New Mexico School for the Arts wins 2018 Congressional Art Competition

 

Carolina Trujillo does not know where she comes from.

She knows, of course, that she was born in Las Vegas, N.M., and that her family has ties to that region going back decades, if not centuries. It is an area founded with the benefit of a Mexican land grant in the 1830s, a town that became a key stopover point along The Santa Fe Trail, a railroad town and a temporary home for famous outlaws and gunmen when the West really was wild.

But her place in all of that remains unclear to the New Mexico School for the Arts’ senior. Through all the colonization and control efforts of the region, she questions her own heritage, culture and ethnicity. Is she Hispanic? Native American? A mix? Something else entirely?

“I don’t identify with a lot of narratives in American culture in history … so I make art about trying to figure out my history and what it means to me,” the visual arts student said while taking a break from helping to hang the school’s senior art thesis exhibition at Canyon Road Creatives space. “I’m not clear what that looks like, but I think I may find out through my work.”

That work — colorful drawings featuring figures who seem to be searching for a place, a culture or a language against a desert backdrop — earned Trujillo the top spot in 2018’s Congressional Art Competition, sponsored by the Congressional Institute. Each year since 1982, that group sponsors a nationwide high-school visual art competition and hangs the winning works for one year at the U.S. Capitol

U.S. Rep. Ben Ray Lujan, a Democrat from New Mexico, announced the win last week. Trujillo’s untitled entry features two figures — a man and woman — in traditional Western clothing that may not be, upon second glance, that traditional.

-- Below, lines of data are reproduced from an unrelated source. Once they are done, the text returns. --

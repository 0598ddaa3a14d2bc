//! 驱动层：固定周期控制线程与传感器状态同步
//!
//! 本 crate 把 `comply-core` 的纯计算组件放进一个长期运行的控制线程：
//! - 传感器接入（正运动学、力传感器去偏置与滤波）（[`sensors`]）
//! - 状态同步（ArcSwap 无锁读取 + Condvar 带超时握手）（[`state`]、[`signal`]、[`slot`]）
//! - 控制循环（[`pipeline`]）
//! - 钩子系统：发布关节命令、诊断量与接触状态迁移（[`hooks`]）
//! - 性能指标（[`metrics`]）
//!
//! 运动学模型通过 [`Kinematics`] trait 注入。
//!
//! # 使用示例
//!
//! ```rust
//! use comply_driver::{ControllerBuilder, kinematics::CartesianKinematics};
//! use comply_core::ControllerConfig;
//! use std::sync::Arc;
//! use std::time::Duration;
//!
//! let mut config = ControllerConfig::default();
//! config.control_loop.require_wrench = false;
//! let controller = ControllerBuilder::new(Arc::new(CartesianKinematics::new()))
//!     .config(config)
//!     .build()
//!     .unwrap();
//!
//! controller
//!     .sensors()
//!     .on_joint_state(&[0.3, 0.0, 0.3, 0.0, 0.0, 0.0], &[0.0; 6])
//!     .unwrap();
//! controller.wait_until_ready(Duration::from_secs(1)).unwrap();
//! ```

mod builder;
pub mod command;
mod controller;
mod error;
pub mod hooks;
pub mod kinematics;
pub mod metrics;
pub mod pipeline;
pub mod sensors;
pub mod signal;
pub mod slot;
pub mod state;

pub use builder::ControllerBuilder;
pub use command::{Diagnostics, JointCommand};
pub use controller::Controller;
pub use error::{DriverError, KinematicsError};
pub use hooks::{ChannelHook, ControlCallback, HookManager, HookReceivers};
pub use kinematics::{CartesianKinematics, ForwardKinematics, JointVector, Kinematics};
pub use metrics::{ControlMetrics, MetricsSnapshot};
pub use pipeline::{ControlCore, TickInputs, TickOutput, control_loop};
pub use sensors::{ForceTorqueStatus, SensorInput};
pub use signal::DataSignal;
pub use slot::SetpointSlot;
pub use state::*;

Are they Hispanic? Native American? And why do they seem to be playing out a scene from an American cowboy movie.

Trujillo said likes and understands what she calls “Wild West movies,” and perhaps that had an effect in her art and thinking.

“I can associate with the land and connect with the Wild West characters in them,” she said. “But they are problematic because you won’t see many women like the women in my family who are portrayed in any sort of empowering way in those films.”

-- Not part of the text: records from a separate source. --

//! 姿态与力旋量相关的小工具函数

use crate::types::Matrix6;
use nalgebra::{Matrix3, Quaternion, Unit, UnitQuaternion, Vector3};

/// 反对称矩阵 S(v)，满足 S(v)·w = v × w
pub fn skew(v: &Vector3<f64>) -> Matrix3<f64> {
    Matrix3::new(0.0, -v.z, v.y, v.z, 0.0, -v.x, -v.y, v.x, 0.0)
}

/// 由标量部 eta 与向量部 eps 构造单位四元数
///
/// eta 截断到 [-1, 1]，theta = 2·acos(eta)，转轴 = eps / sin(theta/2)。
/// theta 为 0（或转轴退化）时返回 `None`。
pub fn quaternion_from_parts(eta: f64, eps: &Vector3<f64>) -> Option<UnitQuaternion<f64>> {
    let eta = eta.clamp(-1.0, 1.0);
    let theta = 2.0 * eta.acos();
    if theta == 0.0 {
        return None;
    }
    let half_sin = (theta / 2.0).sin();
    if half_sin.abs() < f64::EPSILON {
        return None;
    }
    let axis = eps / half_sin;
    if !axis.iter().all(|v| v.is_finite()) || axis.norm() < f64::EPSILON {
        return None;
    }
    Some(UnitQuaternion::from_axis_angle(
        &Unit::new_normalize(axis),
        theta,
    ))
}

/// 旋转向量误差 eps 的指数映射
///
/// eta = sqrt(1 - |eps|²)（|eps| ≥ 1 时取 0），输出始终为合法单位四元数；
/// eps 为零时返回单位四元数。
pub fn quaternion_from_eps(eps: &Vector3<f64>) -> UnitQuaternion<f64> {
    let eta = (1.0 - eps.norm_squared()).max(0.0).sqrt();
    quaternion_from_parts(eta, eps).unwrap_or_else(UnitQuaternion::identity)
}

/// 四元数运动学一步积分
///
/// eta' = -0.5·epsᵀω，eps' = 0.5·(eta·I − S(eps))·ω，积分后归一化。
/// 积分结果退化时保持原姿态。
pub fn integrate_quaternion(
    q: &UnitQuaternion<f64>,
    omega: &Vector3<f64>,
    dt: f64,
) -> UnitQuaternion<f64> {
    let eta = q.w;
    let eps = q.imag();
    let eta_dot = -0.5 * eps.dot(omega);
    let eps_dot = 0.5 * (Matrix3::identity() * eta - skew(&eps)) * omega;
    let next = Quaternion::from_parts(eta + eta_dot * dt, eps + eps_dot * dt);
    if !next.coords.iter().all(|v| v.is_finite()) || next.norm() < f64::EPSILON {
        return *q;
    }
    UnitQuaternion::new_normalize(next)
}

/// 复合后重新归一化
pub fn renormalize(q: &UnitQuaternion<f64>) -> UnitQuaternion<f64> {
    UnitQuaternion::new_normalize(Quaternion::from(q.coords))
}

/// 静态力旋量变换 `[R 0; S(p)R R]`
///
/// 将传感器坐标系下的 (f, τ) 变换到基坐标系。
pub fn wrench_transform(rotation: &Matrix3<f64>, position: &Vector3<f64>) -> Matrix6 {
    let mut t = Matrix6::zeros();
    t.fixed_view_mut::<3, 3>(0, 0).copy_from(rotation);
    t.fixed_view_mut::<3, 3>(3, 3).copy_from(rotation);
    t.fixed_view_mut::<3, 3>(3, 0)
        .copy_from(&(skew(position) * rotation));
    t
}

#[cfg(test)]
mod tests {
    use super::*;
    use crate::types::Vector6;

    /// 测试反对称矩阵等价于叉乘
    #[test]
    fn test_skew_cross() {
        let a = Vector3::new(1.0, -2.0, 0.5);
        let b = Vector3::new(0.3, 0.7, -1.1);
        let diff = skew(&a) * b - a.cross(&b);
        assert!(diff.norm() < 1e-12);
    }

    /// 测试零误差映射为单位四元数
    #[test]
    fn test_eps_zero_identity() {
        let q = quaternion_from_eps(&Vector3::zeros());
        assert_eq!(q, UnitQuaternion::identity());
    }

    /// 测试 |eps| < 1 时结果为单位四元数，且虚部与 eps 同向
    #[test]
    fn test_eps_unit_norm() {
        let eps = Vector3::new(0.1, -0.2, 0.3);
        let q = quaternion_from_eps(&eps);
        assert!((q.coords.norm() - 1.0).abs() < 1e-12);
        assert!((q.imag() - eps).norm() < 1e-12);
    }

    /// 测试 |eps| ≥ 1 时仍输出合法单位四元数（半周旋转）
    #[test]
    fn test_eps_saturated() {
        let q = quaternion_from_eps(&Vector3::new(2.0, 0.0, 0.0));
        assert!((q.coords.norm() - 1.0).abs() < 1e-12);
        assert!((q.angle() - std::f64::consts::PI).abs() < 1e-9);
    }

    /// 测试四元数积分：绕 z 轴恒角速度
    #[test]
    fn test_integrate_quaternion() {
        let mut q = UnitQuaternion::identity();
        let omega = Vector3::new(0.0, 0.0, 1.0);
        for _ in 0..100 {
            q = integrate_quaternion(&q, &omega, 0.001);
        }
        assert!((q.angle() - 0.1).abs() < 1e-3);
        assert!((q.coords.norm() - 1.0).abs() < 1e-12);
    }

    /// 测试纯平移偏移下的力旋量变换：τ' = τ + p × f
    #[test]
    fn test_wrench_transform() {
        let t = wrench_transform(&Matrix3::identity(), &Vector3::new(0.0, 0.0, 1.0));
        let h = Vector6::new(1.0, 0.0, 0.0, 0.0, 0.0, 0.0);
        let out = t * h;
        assert!((out[0] - 1.0).abs() < 1e-12);
        // (0,0,1) × (1,0,0) = (0,1,0)
        assert!((out[4] - 1.0).abs() < 1e-12);
    }
}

The women in her works, she said, are “often angry, confused or defensive… and turn out being me.” In one untitled drawing, Trujillo’s lone female character, backed by a wall full of blotches of vibrant colors, looks away from where the viewer would normally stand. There’s something off-canvas that seems to throw her. Maybe she’s searching for an answer. Trujillo’s work does not easily provide one.

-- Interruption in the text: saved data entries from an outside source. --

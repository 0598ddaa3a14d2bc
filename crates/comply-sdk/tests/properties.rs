//! 算法层的属性测试
//!
//! 使用 proptest 验证能量罐、调度器、阻抗模型与接触状态机的不变量。

use comply_sdk::control::contact::transition;
use comply_sdk::control::{
    ContactState, EnergyTank, GainProfile, GainScheduler, ImpedanceModel, ImpedanceParams,
    MotionSetpoint, Pose, ProfileTable, TankConfig, Vector6, Wrench, WrenchReading,
};
use nalgebra::{UnitQuaternion, Vector3};
use proptest::prelude::*;
use std::time::Duration;

const DT: f64 = 0.01;

fn tank_config(initial: f64) -> TankConfig {
    TankConfig {
        initial_energy: initial,
        min_energy: 0.01,
        max_energy: 0.5,
        eta: 0.8,
    }
}

fn table() -> ProfileTable {
    ProfileTable {
        nominal: GainProfile::uniform(1.0, 15.0, 13.0).params(),
        hooked: GainProfile::uniform(3.0, 30.0, 40.0).params(),
        impact: GainProfile::uniform(30.0, 800.0, 400.0).params(),
    }
}

fn state_from(index: u8) -> ContactState {
    match index % 4 {
        0 => ContactState::Free,
        1 => ContactState::Hooked,
        2 => ContactState::Detached,
        _ => ContactState::Impact,
    }
}

fn within(value: f64, bounds: &[f64]) -> bool {
    let lo = bounds.iter().copied().fold(f64::INFINITY, f64::min);
    let hi = bounds.iter().copied().fold(f64::NEG_INFINITY, f64::max);
    value >= lo - 1e-9 && value <= hi + 1e-9
}

proptest! {
    /// 测试任意输入序列下罐能量始终在 [0, E_max] 内
    #[test]
    fn tank_energy_bounded(
        initial in 0.0..0.5f64,
        steps in prop::collection::vec((-5.0..5.0f64, 0.0..5.0f64), 1..200),
    ) {
        let mut tank = EnergyTank::new(&tank_config(initial), DT);
        for (input, dissipation) in steps {
            let alpha = tank.update(&[input], &[dissipation])[0];
            prop_assert!((0.0..=1.0).contains(&alpha));
            prop_assert!(tank.energy() >= 0.0);
            prop_assert!(tank.energy() <= tank.max_energy() + 1e-12);
        }
    }

    /// 测试只有耗散输入时罐能量单调不减
    #[test]
    fn tank_energy_non_decreasing_without_draw(
        initial in 0.0..0.5f64,
        dissipations in prop::collection::vec(0.0..2.0f64, 1..200),
    ) {
        let mut tank = EnergyTank::new(&tank_config(initial), DT);
        let mut previous = tank.energy();
        for d in dissipations {
            tank.update(&[0.0], &[d]);
            prop_assert!(tank.energy() >= previous - 1e-12);
            previous = tank.energy();
        }
    }

    /// 测试激活函数随储能单调不减
    #[test]
    fn tank_activation_monotonic(a in 0.0..0.5f64, b in 0.0..0.5f64) {
        let (lo, hi) = if a <= b { (a, b) } else { (b, a) };
        let low = EnergyTank::new(&tank_config(lo), DT).activation();
        let high = EnergyTank::new(&tank_config(hi), DT).activation();
        prop_assert!(low <= high + 1e-12);
    }

    /// 测试调度参数始终落在名义值与目标值围成的区间内，且每步变化不超过渐变速率
    #[test]
    fn scheduler_stays_in_hull(
        states in prop::collection::vec(0u8..4, 1..300),
        z in -0.05..0.05f64,
        z_dot in -0.2..0.2f64,
    ) {
        let table = table();
        let ramp_time = 0.5;
        let mut scheduler = GainScheduler::new(
            table,
            ramp_time,
            DT,
            EnergyTank::new(&tank_config(0.5), DT),
        );
        let z = Vector6::repeat(z);
        let z_dot = Vector6::repeat(z_dot);
        let max_step = |pick: fn(&ImpedanceParams) -> f64| {
            let spans = [
                (pick(&table.hooked) - pick(&table.nominal)).abs(),
                (pick(&table.impact) - pick(&table.nominal)).abs(),
            ];
            spans[0].max(spans[1]) / ramp_time * DT + 1e-9
        };

        for index in states {
            let before = *scheduler.params();
            let after = *scheduler.update(state_from(index), &z, &z_dot);
            for i in 0..6 {
                prop_assert!(within(after.mass[i], &[1.0, 3.0, 30.0]));
                prop_assert!(within(after.damping[i], &[15.0, 30.0, 800.0]));
                prop_assert!(within(after.stiffness[i], &[13.0, 40.0, 400.0]));
                prop_assert!((after.mass[i] - before.mass[i]).abs() <= max_step(|p| p.mass[0]));
                prop_assert!(
                    (after.damping[i] - before.damping[i]).abs() <= max_step(|p| p.damping[0])
                );
                prop_assert!(
                    (after.stiffness[i] - before.stiffness[i]).abs()
                        <= max_step(|p| p.stiffness[0])
                );
            }
            prop_assert!((0.0..=1.0).contains(&scheduler.alpha()));
        }
    }

    /// 测试零外力、零初值时柔顺坐标系等于任意设定点
    #[test]
    fn impedance_zero_force_identity(
        x in -1.0..1.0f64,
        y in -1.0..1.0f64,
        zc in -1.0..1.0f64,
        roll in -3.0..3.0f64,
        pitch in -1.5..1.5f64,
        yaw in -3.0..3.0f64,
        steps in 1usize..100,
    ) {
        let params = GainProfile::uniform(1.0, 15.0, 13.0).params();
        let setpoint = MotionSetpoint::at_rest(Pose::new(
            Vector3::new(x, y, zc),
            UnitQuaternion::from_euler_angles(roll, pitch, yaw),
        ));
        let mut model = ImpedanceModel::new(DT, true);
        for _ in 0..steps {
            let frame = model.step(&WrenchReading::Valid(Wrench::zero()), &params, &setpoint);
            prop_assert!((frame.pose.position - setpoint.pose.position).norm() < 1e-12);
            prop_assert!(frame.pose.orientation.angle_to(&setpoint.pose.orientation) < 1e-6);
        }
    }

    /// 测试任意外力下输出姿态始终为单位四元数
    #[test]
    fn impedance_orientation_unit_norm(
        torques in prop::collection::vec((-5.0..5.0f64, -5.0..5.0f64, -5.0..5.0f64), 1..200),
    ) {
        let params = GainProfile::uniform(1.0, 15.0, 13.0).params();
        let setpoint = MotionSetpoint::at_rest(Pose::identity());
        let mut model = ImpedanceModel::new(DT, true);
        for (tx, ty, tz) in torques {
            let reading = WrenchReading::Valid(Wrench::new(Vector3::zeros(), Vector3::new(tx, ty, tz)));
            let frame = model.step(&reading, &params, &setpoint);
            prop_assert!((frame.pose.orientation.quaternion().norm() - 1.0).abs() < 1e-9);
            prop_assert!(frame.pose.is_finite());
        }
    }

    /// 测试去抖：守卫连续成立 n 个 tick 后迁移当且仅当 n·dt > 去抖时间
    #[test]
    fn contact_debounce_threshold(ticks in 1u32..400, debounce_ms in 10u64..3000) {
        let dt = Duration::from_millis(10);
        let debounce = Duration::from_millis(debounce_ms);
        let mut state = ContactState::Free;
        let mut dwell = Duration::ZERO;
        let mut moved_at = None;
        for n in 1..=ticks {
            let (next, next_dwell) = transition(state, dwell, true, dt, debounce);
            if next != state && moved_at.is_none() {
                moved_at = Some(n);
            }
            state = next;
            dwell = next_dwell;
            if moved_at.is_some() {
                break;
            }
        }
        match moved_at {
            Some(n) => {
                prop_assert!(dt * n > debounce);
                prop_assert!(dt * (n - 1) <= debounce);
                prop_assert_eq!(state, ContactState::Hooked);
            },
            None => prop_assert!(dt * ticks <= debounce),
        }
    }

    /// 测试守卫中断后驻留时间清零
    #[test]
    fn contact_guard_break_resets_dwell(before in 1u32..50, debounce_ms in 600u64..2000) {
        let dt = Duration::from_millis(10);
        let debounce = Duration::from_millis(debounce_ms);
        let mut dwell = Duration::ZERO;
        let mut state = ContactState::Free;
        for _ in 0..before {
            (state, dwell) = transition(state, dwell, true, dt, debounce);
        }
        prop_assert_eq!(state, ContactState::Free);
        let (state, dwell) = transition(state, dwell, false, dt, debounce);
        prop_assert_eq!(state, ContactState::Free);
        prop_assert_eq!(dwell, Duration::ZERO);
    }
}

Trujillo said she started making art at the age of 4. She has always drawn or colored since then, using pencils, pens and textiles. Her welcoming eyes and warm smile are at odds with the lonesome procession of characters that pop up in her art works.

“I’m drawing friends I wish I had more of,” Trujillo said. “It’s a longing for a community of people.”

She did find a welcoming community in New Mexico School for the Arts, a private-public charter school that focuses on the visual and performing arts. Unlike most charters, which choose students via a lottery process, the school accepts only students who enter work or audition, and are evaluated by a panel of arts educators and experts.

Karina Hean, chair of the visual arts department at the school, said Trujillo’s work has grown considerably over the past few years, “both in the visualization of her own personal discussion of how colonialism and identify have affected her, and finding where her own voice fits in that.”

The Congressional Art Competition honor, Trujillo said, has given her the feeling that “all my hard work is worth it and that maybe people will be affected by what I say in my artwork.”

Contact Robert Nott at 505-986-3021 or rnott@sfnewmexican.com

If you go: Carolina Trujillo’s works hang along with pieces made by other New Mexico School for the Arts visual artists through Saturday, May 19 at the Canyon Road Creatives space at 826 Canyon Road.